Just a short clarification for the request:

When using Instance-level MCP, workflows that include image-generation or other binary steps (like Gemini Nano Banana) cause the MCP response to include the entire binary payload from intermediate nodes — even if the final workflow output is only a small JSON value (such as an image URL).

This makes the response extremely large and will overflow the MCP host context (e.g., OpenAI).

So the suggestion is:

Binary data generated inside the workflow should not be returned through MCP unless explicitly requested.

A clean mode like “return only final node output” or “strip binary from runData before returning” would solve this.

If my understanding is wrong, dont hesitate to correct me. thanks…

Thanks :folded_hands:

Unfortunately: it is true what you said! I also uses the new instance-level MCP functionality.

By using the tool “chatbox” I am able to see exactly what is transfered from n8n. And that is a lot of stuff! Not only binary data but also secrets as used in http requests!
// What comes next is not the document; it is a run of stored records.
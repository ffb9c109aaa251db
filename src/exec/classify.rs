/// How a script is handed to the browser.
#[derive(Debug, Clone, Copy, PartialEq, Eq)]
pub enum ExecutionMode {
    /// Body of an anonymous function, invoked synchronously.
    Direct,
    /// Dynamically imported ES module, settled asynchronously.
    Module,
}

const MODULE_MARKERS: [&str; 2] = ["import", "from"];

/// Module mode when `import` or `from` is followed by whitespace anywhere in
/// the text. This is a marker scan, not a parse: the words match inside
/// comments and strings too.
pub fn classify(script: &str) -> ExecutionMode {
    let marked = MODULE_MARKERS.iter().any(|marker| {
        script.match_indices(marker).any(|(at, _)| {
            script[at + marker.len()..]
                .chars()
                .next()
                .is_some_and(char::is_whitespace)
        })
    });
    if marked {
        ExecutionMode::Module
    } else {
        ExecutionMode::Direct
    }
}
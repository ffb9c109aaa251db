use thiserror::Error;

/// Errors raised by the playground itself. Failures inside user snippets are
/// not errors; they are reported as [`crate::exec::ScriptFailure`] values.
#[derive(Debug, Error)]
pub enum PlaygroundError {
    #[error("example '{0}' not found")]
    NotFound(String),
    #[error("example id '{0}' appears more than once in the catalog")]
    DuplicateExample(String),
    #[error("catalog entry has an empty id")]
    EmptyExampleId,
    #[error("no bundled code for example '{0}'")]
    MissingSampleCode(String),
    #[error("failed to parse catalog manifest: {0}")]
    Manifest(#[source] serde_json::Error),
    #[error("invalid configuration: {0}")]
    Config(String),
    #[error("no rendering surface with id '{0}' is mounted")]
    SurfaceMissing(String),
    #[error("shader container '{0}' is not mounted")]
    ShaderContainerMissing(String),
    #[error("DOM operation failed: {0}")]
    Dom(String),
}

pub type Result<T, E = PlaygroundError> = std::result::Result<T, E>;

#[cfg(target_arch = "wasm32")]
impl From<PlaygroundError> for wasm_bindgen::JsValue {
    fn from(err: PlaygroundError) -> Self {
        js_sys::Error::new(&err.to_string()).into()
    }
}
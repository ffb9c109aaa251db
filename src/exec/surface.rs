use std::cell::Cell;
use std::fmt;
use std::rc::Rc;

use crate::error::{PlaygroundError, Result};

/// Property on the canvas where authored scripts keep their
/// `requestAnimationFrame` id. The next reset cancels whatever it holds.
pub const FRAME_HANDLE_PROPERTY: &str = "animationFrameId";

/// Attribute stamped on every fresh canvas with the id of the run it was
/// built for.
pub const RUN_STAMP_ATTRIBUTE: &str = "data-run";

pub type FrameHandle = i32;

#[derive(Debug, Clone, Copy, PartialEq, Eq, PartialOrd, Ord, Hash)]
pub struct RunId(u64);

impl RunId {
    pub fn get(self) -> u64 {
        self.0
    }
}

impl fmt::Display for RunId {
    fn fmt(&self, f: &mut fmt::Formatter<'_>) -> fmt::Result {
        fmt::Display::fmt(&self.0, f)
    }
}

/// Proof that a callback belongs to a particular run. Goes stale as soon as
/// the surface is reset again or the manager stands down.
#[derive(Debug, Clone)]
pub struct RunTicket {
    id: RunId,
    epoch: Rc<Cell<u64>>,
}

impl RunTicket {
    pub fn id(&self) -> RunId {
        self.id
    }

    pub fn is_current(&self) -> bool {
        self.epoch.get() == self.id.0
    }
}

/// Identity and attributes every replacement surface is built with.
#[derive(Debug, Clone, PartialEq, Eq)]
pub struct SurfaceSpec {
    pub id: String,
    pub width: u32,
    pub height: u32,
    pub class: String,
}

/// Environment primitive for creating and tearing down rendering surfaces.
pub trait SurfaceBackend {
    type Handle;

    /// The surface currently mounted under `spec.id`, if any.
    fn locate(&self, spec: &SurfaceSpec) -> Option<Self::Handle>;

    /// Animation frame the running script parked on the surface.
    fn pending_frame(&self, surface: &Self::Handle) -> Option<FrameHandle>;

    fn cancel_frame(&mut self, surface: &Self::Handle, frame: FrameHandle);

    /// Builds a fresh surface from `spec`, stamps it with `run` and mounts it
    /// in place of `old`.
    fn replace(&mut self, old: &Self::Handle, spec: &SurfaceSpec, run: RunId) -> Result<Self::Handle>;

    /// Drops the run stamp so no fenced module accepts the surface any more.
    fn unstamp(&mut self, surface: &Self::Handle);
}

/// Owns the single live rendering surface and the run epoch.
pub struct RenderSurfaceManager<B: SurfaceBackend> {
    backend: B,
    spec: SurfaceSpec,
    epoch: Rc<Cell<u64>>,
}

impl<B: SurfaceBackend> RenderSurfaceManager<B> {
    pub fn new(backend: B, spec: SurfaceSpec) -> Self {
        Self {
            backend,
            spec,
            epoch: Rc::new(Cell::new(0)),
        }
    }

    pub fn spec(&self) -> &SurfaceSpec {
        &self.spec
    }

    pub fn backend(&self) -> &B {
        &self.backend
    }

    pub fn backend_mut(&mut self) -> &mut B {
        &mut self.backend
    }

    /// Cancels the animation frame parked on the live surface.
    pub fn cancel_pending(&mut self) -> Option<FrameHandle> {
        let surface = self.backend.locate(&self.spec)?;
        self.cancel_on(&surface)
    }

    /// Invalidates every outstanding ticket without touching the surface.
    pub fn invalidate(&mut self) {
        self.epoch.set(self.epoch.get() + 1);
    }

    /// Leaves the live surface owned by no run: its loop is cancelled, its
    /// stamp removed and every ticket invalidated.
    pub fn stand_down(&mut self) {
        if let Some(surface) = self.backend.locate(&self.spec) {
            self.cancel_on(&surface);
            self.backend.unstamp(&surface);
        }
        self.invalidate();
    }

    /// Cancels the previous run's loop, bumps the epoch and swaps in a brand
    /// new surface. The epoch moves even when the swap fails, so a broken
    /// page never keeps an old ticket alive.
    pub fn reset(&mut self) -> Result<(RunTicket, B::Handle)> {
        let old = self.backend.locate(&self.spec);
        if let Some(old) = &old {
            self.cancel_on(old);
        }
        self.invalidate();
        let ticket = RunTicket {
            id: RunId(self.epoch.get()),
            epoch: Rc::clone(&self.epoch),
        };
        let old = old.ok_or_else(|| PlaygroundError::SurfaceMissing(self.spec.id.clone()))?;
        let fresh = self.backend.replace(&old, &self.spec, ticket.id)?;
        tracing::debug!(run = %ticket.id, surface = %self.spec.id, "rendering surface replaced");
        Ok((ticket, fresh))
    }

    fn cancel_on(&mut self, surface: &B::Handle) -> Option<FrameHandle> {
        let frame = self.backend.pending_frame(surface)?;
        self.backend.cancel_frame(surface, frame);
        tracing::debug!(frame, "cancelled previous animation frame");
        Some(frame)
    }
}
So: when a MCP client uses a N8N MCP Server it gets the whole internal data from the workflow. Any step. Any parameter…

How to hinder that behavior?

P.S. I did not tried yet the old school MCP server variant of N8N…
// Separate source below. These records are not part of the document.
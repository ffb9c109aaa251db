use std::fmt;

use crate::error::PlaygroundError;

/// Where a failure was caught.
#[derive(Debug, Clone, Copy, PartialEq, Eq)]
pub enum FailureOrigin {
    /// Thrown while compiling or invoking a direct-mode script.
    Direct,
    /// Rejected dynamic import of a module-mode script.
    Module,
    /// The page was not in a state to run anything (missing canvas, ...).
    Host,
}

/// A failed run, reduced to the error's class name and message.
#[derive(Debug, Clone, PartialEq, Eq)]
pub struct ScriptFailure {
    pub origin: FailureOrigin,
    pub kind: String,
    pub message: String,
}

impl ScriptFailure {
    pub fn new(origin: FailureOrigin, kind: impl Into<String>, message: impl Into<String>) -> Self {
        Self {
            origin,
            kind: kind.into(),
            message: message.into(),
        }
    }

    pub fn host(err: &PlaygroundError) -> Self {
        Self::new(FailureOrigin::Host, "HostError", err.to_string())
    }
}

impl fmt::Display for ScriptFailure {
    fn fmt(&self, f: &mut fmt::Formatter<'_>) -> fmt::Result {
        write!(f, "[{}] {}", self.kind, self.message)
    }
}

#[derive(Debug, Clone, PartialEq, Eq)]
pub enum ExecutionOutcome {
    Ok,
    Failed(ScriptFailure),
}

impl ExecutionOutcome {
    pub fn is_ok(&self) -> bool {
        matches!(self, ExecutionOutcome::Ok)
    }

    pub fn failure(&self) -> Option<&ScriptFailure> {
        match self {
            ExecutionOutcome::Ok => None,
            ExecutionOutcome::Failed(failure) => Some(failure),
        }
    }
}

impl From<Result<(), ScriptFailure>> for ExecutionOutcome {
    fn from(result: Result<(), ScriptFailure>) -> Self {
        match result {
            Ok(()) => ExecutionOutcome::Ok,
            Err(failure) => ExecutionOutcome::Failed(failure),
        }
    }
}
use crate::catalog::ExampleCode;

#[derive(Debug, Clone, Copy, PartialEq, Eq, Hash)]
pub enum SnippetField {
    Script,
    VertexShader,
    FragmentShader,
}

impl SnippetField {
    pub const ALL: [SnippetField; 3] = [
        SnippetField::Script,
        SnippetField::VertexShader,
        SnippetField::FragmentShader,
    ];

    /// Editor header label.
    pub fn label(self) -> &'static str {
        match self {
            SnippetField::Script => "JavaScript",
            SnippetField::VertexShader => "Vertex Shader (GLSL)",
            SnippetField::FragmentShader => "Fragment Shader (GLSL)",
        }
    }
}

/// The user's working copy of an example's code.
#[derive(Debug, Clone, Default, PartialEq, Eq)]
pub struct SnippetSet {
    pub script: String,
    pub vertex_shader: String,
    pub fragment_shader: String,
}

impl SnippetSet {
    /// Fresh working copy with surrounding whitespace trimmed from every part.
    pub fn seeded(code: &ExampleCode) -> Self {
        Self {
            script: code.script.trim().to_string(),
            vertex_shader: code.vertex_shader.trim().to_string(),
            fragment_shader: code.fragment_shader.trim().to_string(),
        }
    }

    pub fn get(&self, field: SnippetField) -> &str {
        match field {
            SnippetField::Script => &self.script,
            SnippetField::VertexShader => &self.vertex_shader,
            SnippetField::FragmentShader => &self.fragment_shader,
        }
    }

    pub fn set(&mut self, field: SnippetField, value: impl Into<String>) {
        let slot = match field {
            SnippetField::Script => &mut self.script,
            SnippetField::VertexShader => &mut self.vertex_shader,
            SnippetField::FragmentShader => &mut self.fragment_shader,
        };
        *slot = value.into();
    }
}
Update: I’m now using the “oldschool” MCP server node and replaced the instance-level MCP functionality by one workflow which acts as the central MCP server instance.

Advantage: the old MCP server node does not show the behavior as descriped above. No additional, no internal information published.
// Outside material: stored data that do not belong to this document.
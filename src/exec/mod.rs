//! The run/re-run engine.
//!
//! [`ExecutionHost::run`] resets the rendering surface, publishes shader
//! sources, and hands the script to a [`ScriptRunner`] picked by
//! [`classify`]. Everything that touches the browser sits behind the
//! [`SurfaceBackend`], [`ShaderBoard`] and [`ScriptRunner`] traits; the DOM
//! implementations live in `crate::wasm`.

mod classify;
mod host;
mod outcome;
mod runner;
mod shaders;
mod surface;

pub use classify::{classify, ExecutionMode};
pub use host::{ExecutionHost, Runners};
pub use outcome::{ExecutionOutcome, FailureOrigin, ScriptFailure};
pub use runner::{fenced_module_source, Launch, OutcomeSink, ScriptJob, ScriptRunner};
pub use shaders::{ShaderBoard, ShaderRole};
pub use surface::{
    FrameHandle, RenderSurfaceManager, RunId, RunTicket, SurfaceBackend, SurfaceSpec,
    FRAME_HANDLE_PROPERTY, RUN_STAMP_ATTRIBUTE,
};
+1 — this is a major blocker for using instance-level MCP with AI coding assistants.

Running n8n 2.6.3 on PostgreSQL 18 + pgvector. I have a Context Store (RAG pipeline) with 8 workflows exposed via the instance-level MCP server (/mcp-server/http). The primary workflow does hybrid semantic + fulltext search, then synthesizes an answer via a local LLM (Ollama).

The problem in numbers:

  • Webhook response (via Respond to Webhook node): ~600 chars — just the answer, sources, and metadata
  • MCP execute_workflow response: ~200,000+ tokens — full resultData including every intermediate node’s output (SQL queries, raw search results, embedding vectors, Ollama HTTP request/response bodies, etc.)

That’s a 300x bloat factor. When Claude (claude.ai) calls this tool via MCP, those ~200K tokens consume context window for no reason. The answer is 600 chars — the other 99.7% is internal execution data the AI client never needs.

What I had to do as a workaround:
For my CLI tool (Claude Code), I bypass MCP entirely and call the webhook URLs directly via curl. This returns only the curated Respond to Webhook output. But Claude Chat (claude.ai) can only use MCP — there’s no way to make it call a webhook directly. So my only options are:

  1. Build MCP Server Trigger node wrappers for each workflow (adds complexity, duplicates routing)
  2. Build a custom external MCP server that proxies to my webhooks
  3. Wait for this feature

Suggestion:
The instance-level MCP should respect the Respond to Webhook node (or an equivalent Respond to MCP node) the same way the Webhook trigger does with responseMode: “responseNode”. If a workflow has a designated response node, only return that node’s output via MCP — not the entire resultData. This would make instance-level MCP actually usable for production AI tool integrations.

For workflows without a response node, the current behavior (full resultData) could remain as the default for backwards compatibility.